Tuesday, August 6, 2019

The largely peaceful day after a tear gas-filled long weekend

Some businesses took part in the strike yesterday

These stores were open yesterday but closed 
early today due to fear of Triad attacks! :O

After yesterday's tumult  -- over the course of which the police fired 800 rounds of tear gas in the course of a single day! -- peace has reigned for the most part today in Hong Kong.  While walking through Victoria Park this evening, I got to remembering how lovely this place can be while gazing up at the clear night sky, the cultivated greenery in the park and people having a good time there doing such as playing soccer or basketball with friends or just sitting about shooting and enjoying the breeze. 
At the time of writing though, a crowd has gathered outside Sham Shui Po police station after the president of Hong Kong Baptist University's student union was taken into custody for being in possession of a laser pointer he had bought in Sham Shui Po; this after the police deemed the device to be an offensive weapon despite laser pointers in fact being legal to purchase in Hong Kong.  With the police being particularly prone to over-reaction these days, it wouldn't surprise me if more tear gas were to be fired tonight even while I of course am hoping that this would not be the case.

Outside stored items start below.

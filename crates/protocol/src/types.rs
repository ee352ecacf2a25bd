//! Core protocol types used across the wire.
//!
//! Port spaces, queue-pair types, event kinds and the payloads copied out of
//! collaborator callbacks into queued events.

use std::net::SocketAddr;

use serde::{Deserialize, Serialize};

/// Maximum private data carried by a connected-mode event.
pub const CONN_PRIVATE_DATA_MAX: usize = 56;

/// Maximum private data carried by a datagram-mode event.
pub const UD_PRIVATE_DATA_MAX: usize = 136;

/// Consumer-defined reject reason.
pub const REJECT_CONSUMER_DEFINED: u32 = 28;

/// Vendor-option-not-supported reject reason.
pub const REJECT_VENDOR_OPTION_NOT_SUPPORTED: u32 = 31;

/// Highest valid queue-pair state (`Error`).
pub const QP_STATE_MAX: u8 = 6;

/// Path record flags.
pub mod path_flags {
    pub const GMP: u32 = 1 << 0;
    pub const PRIMARY: u32 = 1 << 1;
    pub const ALTERNATE: u32 = 1 << 2;
    pub const OUTBOUND: u32 = 1 << 3;
    pub const INBOUND: u32 = 1 << 4;
    pub const INBOUND_REVERSE: u32 = 1 << 5;
    pub const BIDIRECTIONAL: u32 = OUTBOUND | INBOUND_REVERSE;
}

/// `set_option` levels and option names.
pub mod option {
    pub const LEVEL_ID: u32 = 0;
    pub const LEVEL_IB: u32 = 1;

    pub const ID_TOS: u32 = 0;
    pub const ID_REUSEADDR: u32 = 1;
    pub const ID_AFONLY: u32 = 2;
    pub const ID_ACK_TIMEOUT: u32 = 3;

    pub const IB_PATH: u32 = 1;

    /// Largest option value a client may pass.
    pub const OPTVAL_MAX: usize = 4096;
}

/// Port space an endpoint is created in.
#[derive(Debug, Clone, Copy, PartialEq, Eq, Serialize, Deserialize)]
#[serde(rename_all = "lowercase")]
pub enum PortSpace {
    Ipoib,
    Ib,
    Tcp,
    Udp,
}

impl PortSpace {
    /// Decodes the raw port-space number used by clients.
    pub fn from_raw(raw: u16) -> Option<Self> {
        match raw {
            0x0002 => Some(Self::Ipoib),
            0x013f => Some(Self::Ib),
            0x0106 => Some(Self::Tcp),
            0x0111 => Some(Self::Udp),
            _ => None,
        }
    }

    pub fn raw(self) -> u16 {
        match self {
            Self::Ipoib => 0x0002,
            Self::Ib => 0x013f,
            Self::Tcp => 0x0106,
            Self::Udp => 0x0111,
        }
    }

    /// Resolves the queue-pair type implied by this port space.
    ///
    /// Only the IB port space honours the client's requested type.
    pub fn qp_type(self, requested: QpType) -> QpType {
        match self {
            Self::Tcp => QpType::Rc,
            Self::Udp | Self::Ipoib => QpType::Ud,
            Self::Ib => requested,
        }
    }
}

/// Queue-pair transport type.
#[derive(Debug, Clone, Copy, PartialEq, Eq, Default, Serialize, Deserialize)]
#[serde(rename_all = "snake_case")]
pub enum QpType {
    #[default]
    Rc,
    Uc,
    Ud,
    RawPacket,
    XrcIni,
    XrcTgt,
}

impl QpType {
    pub fn from_raw(raw: u8) -> Option<Self> {
        match raw {
            2 => Some(Self::Rc),
            3 => Some(Self::Uc),
            4 => Some(Self::Ud),
            8 => Some(Self::RawPacket),
            9 => Some(Self::XrcIni),
            10 => Some(Self::XrcTgt),
            _ => None,
        }
    }

    /// Returns true for datagram transports, whose events carry [`UdParam`].
    pub fn is_datagram(self) -> bool {
        matches!(self, Self::Ud)
    }
}

/// Parameters the broker passes when asking the collaborator for an endpoint.
#[derive(Debug, Clone, Copy, PartialEq, Eq, Serialize, Deserialize)]
pub struct EndpointParams {
    pub port_space: PortSpace,
    pub qp_type: QpType,
}

/// Asynchronous lifecycle notification kinds.
#[derive(Debug, Clone, Copy, PartialEq, Eq, Hash, Serialize, Deserialize)]
#[serde(rename_all = "snake_case")]
pub enum EventKind {
    AddrResolved,
    AddrError,
    RouteResolved,
    RouteError,
    ConnectRequest,
    ConnectResponse,
    ConnectError,
    Unreachable,
    Rejected,
    Established,
    Disconnected,
    DeviceRemoval,
    MulticastJoin,
    MulticastError,
    AddrChange,
    TimewaitExit,
}

impl EventKind {
    /// Numeric event code as reported to clients.
    pub fn code(self) -> u32 {
        match self {
            Self::AddrResolved => 0,
            Self::AddrError => 1,
            Self::RouteResolved => 2,
            Self::RouteError => 3,
            Self::ConnectRequest => 4,
            Self::ConnectResponse => 5,
            Self::ConnectError => 6,
            Self::Unreachable => 7,
            Self::Rejected => 8,
            Self::Established => 9,
            Self::Disconnected => 10,
            Self::DeviceRemoval => 11,
            Self::MulticastJoin => 12,
            Self::MulticastError => 13,
            Self::AddrChange => 14,
            Self::TimewaitExit => 15,
        }
    }

    /// Returns true for group notifications, which are attributed to a membership.
    pub fn is_multicast(self) -> bool {
        matches!(self, Self::MulticastJoin | Self::MulticastError)
    }
}

/// Enhanced connection establishment options.
#[derive(Debug, Clone, Copy, PartialEq, Eq, Default, Serialize, Deserialize)]
pub struct Ece {
    pub vendor_id: u32,
    pub attr_mod: u32,
}

/// Connected-mode parameters, both as sent by clients and as reported in events.
#[derive(Debug, Clone, PartialEq, Eq, Default, Serialize, Deserialize)]
#[serde(default)]
pub struct ConnParam {
    pub private_data: Vec<u8>,
    pub responder_resources: u8,
    pub initiator_depth: u8,
    pub flow_control: u8,
    pub retry_count: u8,
    pub rnr_retry_count: u8,
    pub srq: u8,
    pub qp_num: u32,
    pub qkey: u32,
    /// Clients must set this for the parameters to be honoured.
    pub valid: bool,
}

/// Datagram-mode parameters reported in events.
#[derive(Debug, Clone, PartialEq, Eq, Default, Serialize, Deserialize)]
#[serde(default)]
pub struct UdParam {
    pub private_data: Vec<u8>,
    pub qp_num: u32,
    pub qkey: u32,
}

/// Event payload copied from the collaborator callback.
#[derive(Debug, Clone, PartialEq, Eq, Serialize, Deserialize)]
#[serde(tag = "mode", rename_all = "snake_case")]
pub enum EventParam {
    Conn(ConnParam),
    Ud(UdParam),
}

impl Default for EventParam {
    fn default() -> Self {
        Self::Conn(ConnParam::default())
    }
}

impl EventParam {
    /// Clamps private data to what the fixed-size event record can carry.
    pub fn truncated(mut self) -> Self {
        match &mut self {
            Self::Conn(p) => p.private_data.truncate(CONN_PRIVATE_DATA_MAX),
            Self::Ud(p) => p.private_data.truncate(UD_PRIVATE_DATA_MAX),
        }
        self
    }
}

/// An event as handed to a client by `get_event`.
#[derive(Debug, Clone, PartialEq, Eq, Serialize, Deserialize)]
pub struct EventRecord {
    /// Correlation tag of the context (or membership) the event belongs to.
    pub uid: u64,
    /// Context id, membership id for group notifications, or the id of the
    /// freshly created context for a connect request.
    pub id: u32,
    pub event: EventKind,
    pub status: i32,
    pub param: EventParam,
    #[serde(default)]
    pub ece: Ece,
}

/// Membership flavour requested by `join_multicast`.
#[derive(Debug, Clone, Copy, PartialEq, Eq, Default, Serialize, Deserialize)]
#[serde(rename_all = "snake_case")]
pub enum JoinFlags {
    #[default]
    FullMember,
    SendOnlyFullMember,
}

impl JoinFlags {
    /// Join-state bit mask passed to the collaborator.
    pub fn join_state(self) -> u8 {
        match self {
            Self::FullMember => 1 << 0,
            Self::SendOnlyFullMember => 1 << 3,
        }
    }
}

/// Selector for the generic `query` command.
#[derive(Debug, Clone, Copy, PartialEq, Eq, Serialize, Deserialize)]
#[serde(rename_all = "snake_case")]
pub enum QueryOption {
    Addr,
    Path,
    Gid,
}

/// One resolved path.
#[derive(Debug, Clone, Copy, PartialEq, Eq, Default, Serialize, Deserialize)]
pub struct PathRecord {
    pub flags: u32,
    pub dgid: u128,
    pub sgid: u128,
    pub pkey: u16,
    pub mtu: u8,
    pub rate: u8,
    pub packet_life_time: u8,
}

impl PathRecord {
    /// Encoded size of one record.
    pub const SIZE: usize = 72;

    /// Decodes one record: flags (LE) at 0, then big-endian DGID at 8,
    /// SGID at 24, P_Key at 40, followed by MTU, rate and packet lifetime.
    pub fn from_bytes(buf: &[u8]) -> Option<Self> {
        if buf.len() < Self::SIZE {
            return None;
        }
        let u128_at = |off: usize| {
            let mut b = [0u8; 16];
            b.copy_from_slice(&buf[off..off + 16]);
            u128::from_be_bytes(b)
        };
        Some(Self {
            flags: u32::from_le_bytes([buf[0], buf[1], buf[2], buf[3]]),
            dgid: u128_at(8),
            sgid: u128_at(24),
            pkey: u16::from_be_bytes([buf[40], buf[41]]),
            mtu: buf[42],
            rate: buf[43],
            packet_life_time: buf[44],
        })
    }

    pub fn to_bytes(&self) -> [u8; Self::SIZE] {
        let mut buf = [0u8; Self::SIZE];
        buf[0..4].copy_from_slice(&self.flags.to_le_bytes());
        buf[8..24].copy_from_slice(&self.dgid.to_be_bytes());
        buf[24..40].copy_from_slice(&self.sgid.to_be_bytes());
        buf[40..42].copy_from_slice(&self.pkey.to_be_bytes());
        buf[42] = self.mtu;
        buf[43] = self.rate;
        buf[44] = self.packet_life_time;
        buf
    }

    /// True for the primary, bidirectional record of a GMP path set.
    /// The flags must match exactly.
    pub fn is_primary_bidirectional(&self) -> bool {
        self.flags == path_flags::GMP | path_flags::PRIMARY | path_flags::BIDIRECTIONAL
    }
}

/// Addressing and device information for an endpoint.
#[derive(Debug, Clone, Copy, PartialEq, Eq, Default, Serialize, Deserialize)]
pub struct AddrInfo {
    pub src: Option<SocketAddr>,
    pub dst: Option<SocketAddr>,
    pub node_guid: u64,
    pub device_index: u32,
    pub port_num: u8,
    pub pkey: u16,
}

/// Legacy route query result: addresses plus up to two paths.
#[derive(Debug, Clone, PartialEq, Eq, Default, Serialize, Deserialize)]
pub struct RouteInfo {
    pub addr: AddrInfo,
    pub paths: Vec<PathRecord>,
}

/// Result of `init_qp_attr`.
#[derive(Debug, Clone, Copy, PartialEq, Eq, Default, Serialize, Deserialize)]
pub struct QpAttributes {
    pub qp_state: u8,
    pub attr_mask: u32,
    pub qp_access_flags: u32,
    pub pkey_index: u16,
    pub port_num: u8,
    pub qkey: u32,
    pub rq_psn: u32,
    pub sq_psn: u32,
    pub dest_qp_num: u32,
    pub path_mtu: u8,
    pub max_rd_atomic: u8,
    pub max_dest_rd_atomic: u8,
    pub min_rnr_timer: u8,
    pub timeout: u8,
    pub retry_cnt: u8,
    pub rnr_retry: u8,
}

#[cfg(test)]
mod tests {
    use super::*;

    #[test]
    fn port_space_maps_to_qp_type() {
        assert_eq!(PortSpace::Tcp.qp_type(QpType::Ud), QpType::Rc);
        assert_eq!(PortSpace::Udp.qp_type(QpType::Rc), QpType::Ud);
        assert_eq!(PortSpace::Ipoib.qp_type(QpType::Rc), QpType::Ud);
        assert_eq!(PortSpace::Ib.qp_type(QpType::Uc), QpType::Uc);
    }

    #[test]
    fn port_space_raw_values_round_trip() {
        for ps in [PortSpace::Ipoib, PortSpace::Ib, PortSpace::Tcp, PortSpace::Udp] {
            assert_eq!(PortSpace::from_raw(ps.raw()), Some(ps));
        }
        assert_eq!(PortSpace::from_raw(0x9999), None);
    }

    #[test]
    fn join_flags_select_distinct_state_bits() {
        assert_eq!(JoinFlags::FullMember.join_state(), 0b0001);
        assert_eq!(JoinFlags::SendOnlyFullMember.join_state(), 0b1000);
    }

    #[test]
    fn event_param_truncates_private_data() {
        let param = EventParam::Conn(ConnParam {
            private_data: vec![7; 100],
            ..Default::default()
        })
        .truncated();
        match param {
            EventParam::Conn(p) => assert_eq!(p.private_data.len(), CONN_PRIVATE_DATA_MAX),
            EventParam::Ud(_) => panic!("Expected connected-mode param"),
        }
    }

    #[test]
    fn path_record_layout_places_gids_big_endian() {
        let rec = PathRecord {
            flags: path_flags::GMP | path_flags::PRIMARY | path_flags::BIDIRECTIONAL,
            dgid: 0xfe80 << 112 | 1,
            sgid: 2,
            pkey: 0xffff,
            mtu: 4,
            rate: 3,
            packet_life_time: 18,
        };
        let bytes = rec.to_bytes();
        assert_eq!(bytes[0], 0b10_1011);
        assert_eq!(&bytes[8..10], &[0xfe, 0x80]);
        assert_eq!(bytes[23], 1);
        assert_eq!(bytes[39], 2);
        assert_eq!(PathRecord::from_bytes(&bytes), Some(rec));
        assert!(rec.is_primary_bidirectional());
    }

    #[test]
    fn path_record_rejects_short_buffers() {
        assert_eq!(PathRecord::from_bytes(&[0; 71]), None);
        let outbound_only = PathRecord {
            flags: path_flags::GMP | path_flags::PRIMARY | path_flags::OUTBOUND,
            ..Default::default()
        };
        assert!(!outbound_only.is_primary_bidirectional());
    }

    #[test]
    fn event_codes_follow_reporting_order() {
        assert_eq!(EventKind::ConnectRequest.code(), 4);
        assert_eq!(EventKind::DeviceRemoval.code(), 11);
        assert!(EventKind::MulticastError.is_multicast());
        assert!(!EventKind::Established.is_multicast());
    }
}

Over in North Point, where men with sticks attempted to beat up pro-democracy protesters, only to have been handed a beating themselves last night, there also was tension in the air for part of the day as rumors spread of Triad thugs planning to descend on the area to seek revenge for their bruised "brothers".  (Interestingly, even while North Point has a reputation for being a super pro-Beijing area, the suspected reinforcements are said to have come from the Mainland rather than be consist of area locals.)

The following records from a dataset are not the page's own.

//! Cross-session migration.
//!
//! Moving a context takes both session locks, always in ascending
//! session-id order, then the context table. Under all three the context
//! must still be published under its id and Active. It then changes lists,
//! its queued events move to the destination queue in their original
//! relative order, and its owner link flips. A reader of either session
//! sees the context in exactly one of them.

use std::sync::Arc;
use std::sync::atomic::Ordering;

use parking_lot::MutexGuard;
use tracing::debug;
use ucm_protocol::{ContextId, SessionId};

use crate::context::ContextState;
use crate::error::{Error, Result};
use crate::session::{Session, SessionShared, SessionState};

impl Session {
	/// Moves context `id` from session `source` into this session.
	///
	/// Returns the context's consumed event count at the time of the move.
	pub fn migrate_from(&self, source: SessionId, id: ContextId) -> Result<u32> {
		let dest = &self.shared;
		dest.ensure_open()?;
		let broker = &dest.broker;
		let src = broker.session(source).ok_or(Error::NotFound {
			kind: "session",
			id: source.0,
		})?;
		let ctx = src.acquire(id)?;
		if Arc::ptr_eq(&src, dest) {
			return Ok(ctx.events_reported());
		}

		let (mut src_state, mut dest_state) = lock_pair(&src, dest);
		if src_state.closed || dest_state.closed {
			return Err(Error::SessionClosed);
		}
		if ctx.owner_id() != src.id {
			return Err(Error::context_denied(id));
		}
		if ctx.destroy_requested.load(Ordering::Acquire) || ctx.state() != ContextState::Active {
			return Err(Error::Unavailable(id));
		}

		let table = broker.contexts.freeze();
		// A destroy from the source erases the entry under the table lock
		// alone, so the checks above may already be stale.
		if !table.get(id.0).is_some_and(|current| Arc::ptr_eq(current, &ctx)) {
			return Err(Error::context_not_found(id));
		}
		if ctx.state() != ContextState::Active {
			return Err(Error::Unavailable(id));
		}
		if let Some(pos) = src_state.contexts.iter().position(|c| Arc::ptr_eq(c, &ctx)) {
			let moved = src_state.contexts.remove(pos);
			dest_state.contexts.push(moved);
		}

		let mut moved_events = 0usize;
		for ev in std::mem::take(&mut src_state.events) {
			if ev.belongs_to(&ctx) {
				dest_state.events.push_back(ev);
				moved_events += 1;
			} else {
				src_state.events.push_back(ev);
			}
		}
		ctx.set_owner(dest);
		let reported = ctx.events_reported();
		drop(table);
		drop(dest_state);
		drop(src_state);

		if moved_events > 0 {
			dest.wake();
		}
		debug!(
			target = "ucm.migrate",
			%id,
			from = %source,
			to = %dest.id,
			moved_events,
			reported,
			"migrated"
		);
		Ok(reported)
	}
}

/// Locks two distinct sessions in ascending id order. Returns the guards
/// as `(a, b)` regardless of which was taken first.
fn lock_pair<'a>(
	a: &'a SessionShared,
	b: &'a SessionShared,
) -> (MutexGuard<'a, SessionState>, MutexGuard<'a, SessionState>) {
	if a.id < b.id {
		let first = a.state.lock();
		let second = b.state.lock();
		(first, second)
	} else {
		let first = b.state.lock();
		let second = a.state.lock();
		(second, first)
	}
}
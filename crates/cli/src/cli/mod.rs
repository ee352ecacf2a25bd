
use std::path::PathBuf;

use clap::{Args, Parser, Subcommand};

/// Root CLI for the connection broker daemon.
#[derive(Parser, Debug)]
#[command(name = "ucmd")]
#[command(about = "Session-scoped connection broker daemon")]
#[command(version)]
pub struct Cli {
	/// Increase verbosity (-v info, -vv debug)
	#[arg(short, long, global = true, action = clap::ArgAction::Count)]
	pub verbose: u8,

	#[command(subcommand)]
	pub command: Commands,
}

#[derive(Subcommand, Debug)]
pub enum Commands {
	/// Serve the broker on a Unix socket until SIGINT or SIGTERM.
	Serve(ServeArgs),
}

#[derive(Args, Debug, Clone)]
pub struct ServeArgs {
	/// Socket path (defaults to $XDG_RUNTIME_DIR/ucmd.sock).
	#[arg(long, value_name = "PATH")]
	pub socket: Option<PathBuf>,

	/// JSON broker configuration file.
	#[arg(long, value_name = "FILE")]
	pub config: Option<PathBuf>,

	/// Backlog ceiling, overriding the file and environment.
	#[arg(long, value_name = "N")]
	pub max_backlog: Option<u32>,
}
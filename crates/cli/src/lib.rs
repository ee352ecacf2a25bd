pub mod cli;
pub mod daemon;
pub mod logging;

While it's looking like it all was a false alarm, many businesses took the rumor to heart and closed early for the day.  We're not just talking here of local businesses but branches of large and international chains such as Starbucks, Pret A Manger and Mannings.  And many of the businesses that didn't close early probably might as well have since they had way fewer customers than usual this evening.  

To put things into context: while some businesses in the area did close yesterday to take part in the general strike that had been called for by anti-extradition bill protesters, more of them closed early because of fears of Triad violence today.  In addition, it's also true that even more businesses closed because of a typhoon's visit last week than either fears of Triad violence (at least today in North Point; the experience of Yuen Long a couple of weeks ago seems more extreme) or in support of pro-democracy protests.    
Something that I think is worth noting though about the busineses close to where I live: the ones operated by protest supporters (or protesters themselves) that closed yesterday did not close early today.  I am guessing that their owners are less easily scared by rumors of violence -- or just braver folks all around! ;b 


Anonymous said...

I've been checking in frequently on your reporting of the protests, YSL. I'm relieved you haven't been seriously harmed. Thanks so much for the updates! I wrote you separately at your Blogger email address on July 14, and I haven't heard back; but I imagine you're not spending time writing loads of email right now. Thanks so much for your effort! My heart goes out to the people of HK. Lucy

YTSL said...

Hi Lucy --

Thanks for your comments on this blog and your email (which I've received). I apologize for having become a terrible emailer but will endeavor to reply to yours within the next few days!

Anonymous said...

I completely understand about the emailing, YTSL. I'm just relieved that you received the email I wrote you.

No rush to reply, okay? Like many of your other readers, I'm sure, I'm happy to continue to read your reporting on the protests. The New York Times coverage is spotty, and I don't trust its reporter, Austin Ramzy, to get his stories right: https://www.nytimes.com/by/austin-ramzy

Please carry on! And, thanks! Lucy

YTSL said...

Hi again Lucy --

Thanks for your understanding -- and also for valuing my writings about the protests. The New York Times has had some good features on Hong Kong recently (I particularly value the videos they made about police brutality and what happened in Yuen Long). But it's true enough that some of the coverage is a bit questionable. I'm not sure that it's Austin Ramzy's fault though. Rather, I think it might be the case of editors over in New York adding in stuff that sought to contextualize but ended up being rather strange -- e.g., in one instance, making Tsim Sha Tsui sound like it was really close to the Hong Kong-Mainland China border rather than just across the harbor -- and only one MTR stop away -- from Admiralty!